Hinkley Point C, la centrale nucleare della discordia

Il governo Cameron ha deliberato l'ampliamento del vecchio impianto, scommettendo sull'aumento del prezzo dei combustibili fossili. Ma la compagnia francese che dovrebbe realizzarlo è già pesantemente indebitata. E i costi potrebbero lievitare, ricadendo sulle spalle dei contribuenti

Con i suoi pittoreschi borghi medievali e una natura rigogliosa e incontaminata, il Somerset è una delle regioni più belle e visitate dell’Inghilterra meridionale. Un idillio rurale, non lontano dal confine con il Galles, dove il governo conservatore guidato da David Cameron vorrebbe veder sorgere la prima centrale nucleare da oltre due decenni a questa parte: Hinkley Point C. Due reattori con vista sul mare che sostituiranno quelli già esistenti – uno in fase di decommissioning l'altro sull'orlo della pensione.

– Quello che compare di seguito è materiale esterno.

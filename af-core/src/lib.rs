//! asusfan Core Library
//!
//! Fan curve management and telemetry aggregation for laptops whose fans are driven by
//! a vendor utility.
//!
//! # Features
//!
//! - **Curves**: validated, immutable temperature→speed curves per operating profile
//! - **Engine**: pure linear interpolation from temperature to fan speed
//! - **Store**: crash-safe JSON persistence with built-in preset seeding
//! - **Guard**: the curve applied to hardware cannot be silently overwritten or deleted
//! - **Metrics**: windowed averages over age-bounded telemetry series
//!
//! # Module Structure
//!
//! - `data/` - Curve types, validation, persistence
//! - `engine/` - Curve evaluation and presets
//! - `device`, `guard` - Hardware seam and active-curve protection
//! - `metrics`, `settings` - Telemetry and user preferences
//!
//! # Example
//!
//! ```no_run
//! use af_core::{evaluate, CurvePreset, Profile};
//!
//! let curve = CurvePreset::Balanced.curve(Profile::Balanced).unwrap();
//! let speed = evaluate(&curve, 65.0);
//! ```

// Grouped modules
pub mod data;
pub mod engine;

// Standalone modules
pub mod constants;
pub mod device;
pub mod guard;
pub mod metrics;
pub mod settings;

pub use af_error as error;

// Re-export primary types from data/
pub use data::{
    default_curves_dir, sort_points, validate_curve, validate_curve_name, validate_curve_points,
    Curve, CurvePoint, CurveRecord, CurveStore, CurveWarning, DeleteConfirmation, Profile,
};

// Re-export error types
pub use error::{AsusfanError, Result};

// Re-export engine types
pub use engine::{evaluate, interpolate, presets, CurvePreset};

pub use device::{DeviceAdapter, DeviceClient, DeviceTimeouts};
pub use guard::{ActiveCurveGuard, ActiveCurveState, CurveService, OverwriteChoice, SaveOutcome};
pub use metrics::{
    Clock, ManualClock, MetricKey, MetricSample, MetricSeries, MetricsAggregator, MonotonicClock,
    ThroughputMeter,
};
pub use settings::{
    get_preferences_path, load_preferences, load_preferences_from, save_preferences,
    save_preferences_to, update_preferences, validate_preferences, Preferences,
};
//! Data types, persistence, and validation modules

mod persistence;
mod types;
mod validation;

pub use persistence::{default_curves_dir, CurveStore, DeleteConfirmation};
pub(crate) use persistence::write_atomic;
pub use types::{Curve, CurvePoint, CurveRecord, Profile};
pub use validation::{
    sort_points, validate_curve, validate_curve_name, validate_curve_points, CurveWarning,
};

Quella di Hinkley Point, però, è una saga apparentemente senza fine e non è detto che il finale possa essere di pieno gradimento dell'inquilino del 10 di Downing Street. Per fare un punto della situazione partiamo dagli ultimi sviluppi, datati lo scorso aprile.

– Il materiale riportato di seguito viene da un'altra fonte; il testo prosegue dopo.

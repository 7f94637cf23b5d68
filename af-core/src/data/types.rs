//! Core data types for asusfan
//!
//! Curves are immutable once built. The only way to obtain a [`Curve`] is through
//! [`Curve::new`] (or deserialization, which routes through it), so every curve that
//! reaches the engine has already passed the validator.

use std::fmt;
use std::str::FromStr;

use serde::{Deserialize, Serialize};

use crate::constants::device as device_const;
use crate::data::validation::{sort_points, validate_curve_name, validate_curve_points, CurveWarning};
use crate::error::{AsusfanError, Result};

/// Operating profile a curve belongs to
#[derive(Debug, Clone, Copy, PartialEq, Eq, Hash, PartialOrd, Ord, Serialize, Deserialize)]
#[serde(rename_all = "lowercase")]
pub enum Profile {
    Balanced,
    Quiet,
    Performance,
}

impl Profile {
    /// Every profile, in display order
    pub const ALL: [Profile; 3] = [Profile::Balanced, Profile::Quiet, Profile::Performance];

    /// Lowercase identifier used in file paths and JSON
    pub fn as_str(&self) -> &'static str {
        match self {
            Profile::Balanced => "balanced",
            Profile::Quiet => "quiet",
            Profile::Performance => "performance",
        }
    }
}

impl fmt::Display for Profile {
    fn fmt(&self, f: &mut fmt::Formatter<'_>) -> fmt::Result {
        f.write_str(self.as_str())
    }
}

impl FromStr for Profile {
    type Err = AsusfanError;

    fn from_str(s: &str) -> Result<Self> {
        match s.trim().to_lowercase().as_str() {
            "balanced" => Ok(Profile::Balanced),
            "quiet" => Ok(Profile::Quiet),
            "performance" => Ok(Profile::Performance),
            _ => Err(AsusfanError::UnknownProfile(s.to_string())),
        }
    }
}

/// A point on a fan curve
#[derive(Debug, Clone, Copy, PartialEq, Serialize, Deserialize)]
pub struct CurvePoint {
    /// Temperature in °C
    pub temperature: f32,
    /// Fan speed in percent (0-100)
    pub speed: u8,
}

impl CurvePoint {
    pub fn new(temperature: f32, speed: u8) -> Self {
        Self { temperature, speed }
    }
}

impl From<(f32, u8)> for CurvePoint {
    fn from((temperature, speed): (f32, u8)) -> Self {
        Self { temperature, speed }
    }
}

/// A validated, named temperature→speed curve for one profile
#[derive(Debug, Clone, PartialEq, Serialize, Deserialize)]
#[serde(try_from = "CurveParts")]
pub struct Curve {
    name: String,
    profile: Profile,
    points: Vec<CurvePoint>,
}

/// Unvalidated shape used only to route deserialization through [`Curve::new`]
#[derive(Deserialize)]
struct CurveParts {
    name: String,
    profile: Profile,
    points: Vec<CurvePoint>,
}

impl TryFrom<CurveParts> for Curve {
    type Error = AsusfanError;

    fn try_from(parts: CurveParts) -> Result<Self> {
        Curve::new(parts.name, parts.profile, parts.points)
    }
}

impl Curve {
    /// Build a curve, sorting the points by temperature and validating them
    ///
    /// Fails with the validator's error; non-fatal findings are available from
    /// [`Curve::warnings`].
    pub fn new(name: impl Into<String>, profile: Profile, points: Vec<CurvePoint>) -> Result<Self> {
        let name = name.into();
        validate_curve_name(&name)?;

        let points = sort_points(points);
        validate_curve_points(&points)?;

        Ok(Self { name, profile, points })
    }

    pub fn name(&self) -> &str {
        &self.name
    }

    pub fn profile(&self) -> Profile {
        self.profile
    }

    /// Points in strictly increasing temperature order
    pub fn points(&self) -> &[CurvePoint] {
        &self.points
    }

    /// Non-fatal findings such as speed decreasing with temperature
    pub fn warnings(&self) -> Vec<CurveWarning> {
        crate::data::validation::curve_warnings(&self.points)
    }

    /// Same points under a different name
    pub fn renamed(&self, name: impl Into<String>) -> Result<Self> {
        Curve::new(name, self.profile, self.points.clone())
    }

    /// Same name and points, assigned to another profile
    pub fn for_profile(&self, profile: Profile) -> Self {
        Self {
            name: self.name.clone(),
            profile,
            points: self.points.clone(),
        }
    }

    /// Same name and profile with new points
    pub fn with_points(&self, points: Vec<CurvePoint>) -> Result<Self> {
        Curve::new(self.name.clone(), self.profile, points)
    }

    /// Render points in the vendor utility's syntax: `30c:20%,40c:25%,...`
    ///
    /// Temperatures are rounded to whole degrees.
    pub fn to_device_data(&self) -> String {
        self.points
            .iter()
            .map(|p| format!("{}c:{}%", p.temperature.round() as i32, p.speed))
            .collect::<Vec<_>>()
            .join(",")
    }

    /// Parse the vendor utility's point syntax into a curve
    ///
    /// Accepts `30c:20%,40c:25%` as well as the older whitespace form `30 20 40 25`.
    pub fn parse_device_data(name: impl Into<String>, profile: Profile, data: &str) -> Result<Self> {
        let data = data.trim();
        let mut points = Vec::with_capacity(device_const::VENDOR_POINT_COUNT);

        if data.contains("c:") {
            for entry in data.split(',') {
                let entry = entry.trim();
                let (temp, speed) = entry
                    .split_once("c:")
                    .ok_or_else(|| AsusfanError::device(format!("invalid curve point {:?}", entry)))?;
                points.push(CurvePoint::new(
                    parse_device_number(temp)?,
                    parse_device_speed(speed.trim_end_matches('%'))?,
                ));
            }
        } else {
            let parts: Vec<&str> = data.split_whitespace().collect();
            if parts.len() % 2 != 0 {
                return Err(AsusfanError::device(
                    "curve data must contain temperature/speed pairs",
                ));
            }
            for pair in parts.chunks(2) {
                points.push(CurvePoint::new(
                    parse_device_number(pair[0])?,
                    parse_device_speed(pair[1])?,
                ));
            }
        }

        Curve::new(name, profile, points)
    }
}

fn parse_device_number(s: &str) -> Result<f32> {
    s.trim()
        .parse::<f32>()
        .map_err(|e| AsusfanError::device(format!("invalid temperature {:?}: {}", s, e)))
}

fn parse_device_speed(s: &str) -> Result<u8> {
    s.trim()
        .parse::<u8>()
        .map_err(|e| AsusfanError::device(format!("invalid speed {:?}: {}", s, e)))
}

/// Persisted form of a curve
#[derive(Debug, Clone, PartialEq)]
pub struct CurveRecord {
    pub curve: Curve,
    /// Unix seconds
    pub created_at: u64,
    /// Unix seconds
    pub updated_at: u64,
    pub is_preset: bool,
}

impl CurveRecord {
    /// New record stamped with the current time
    pub fn new(curve: Curve, is_preset: bool) -> Self {
        let now = current_timestamp();
        Self {
            curve,
            created_at: now,
            updated_at: now,
            is_preset,
        }
    }

    /// Replace the curve, keeping the creation time
    ///
    /// An edited preset copy is a user curve from then on.
    pub fn revised(&self, curve: Curve) -> Self {
        Self {
            curve,
            created_at: self.created_at,
            updated_at: current_timestamp().max(self.created_at),
            is_preset: false,
        }
    }

    pub fn profile(&self) -> Profile {
        self.curve.profile()
    }

    pub fn name(&self) -> &str {
        self.curve.name()
    }
}

pub(crate) fn current_timestamp() -> u64 {
    std::time::SystemTime::now()
        .duration_since(std::time::UNIX_EPOCH)
        .map(|d| d.as_secs())
        .unwrap_or(0)
}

La compagnia francese Edf, che dovrebbe costruire Hinkley Point C, ha fatto sapere che una decisione definitiva sul progetto sarà presa solo dopo l'estate, se non addirittura verso la fine del 2016. Il problema sono i costi. La centrale costerà almeno 18 miliardi di sterline. Ci sono stime che arrivano addirittura a 24.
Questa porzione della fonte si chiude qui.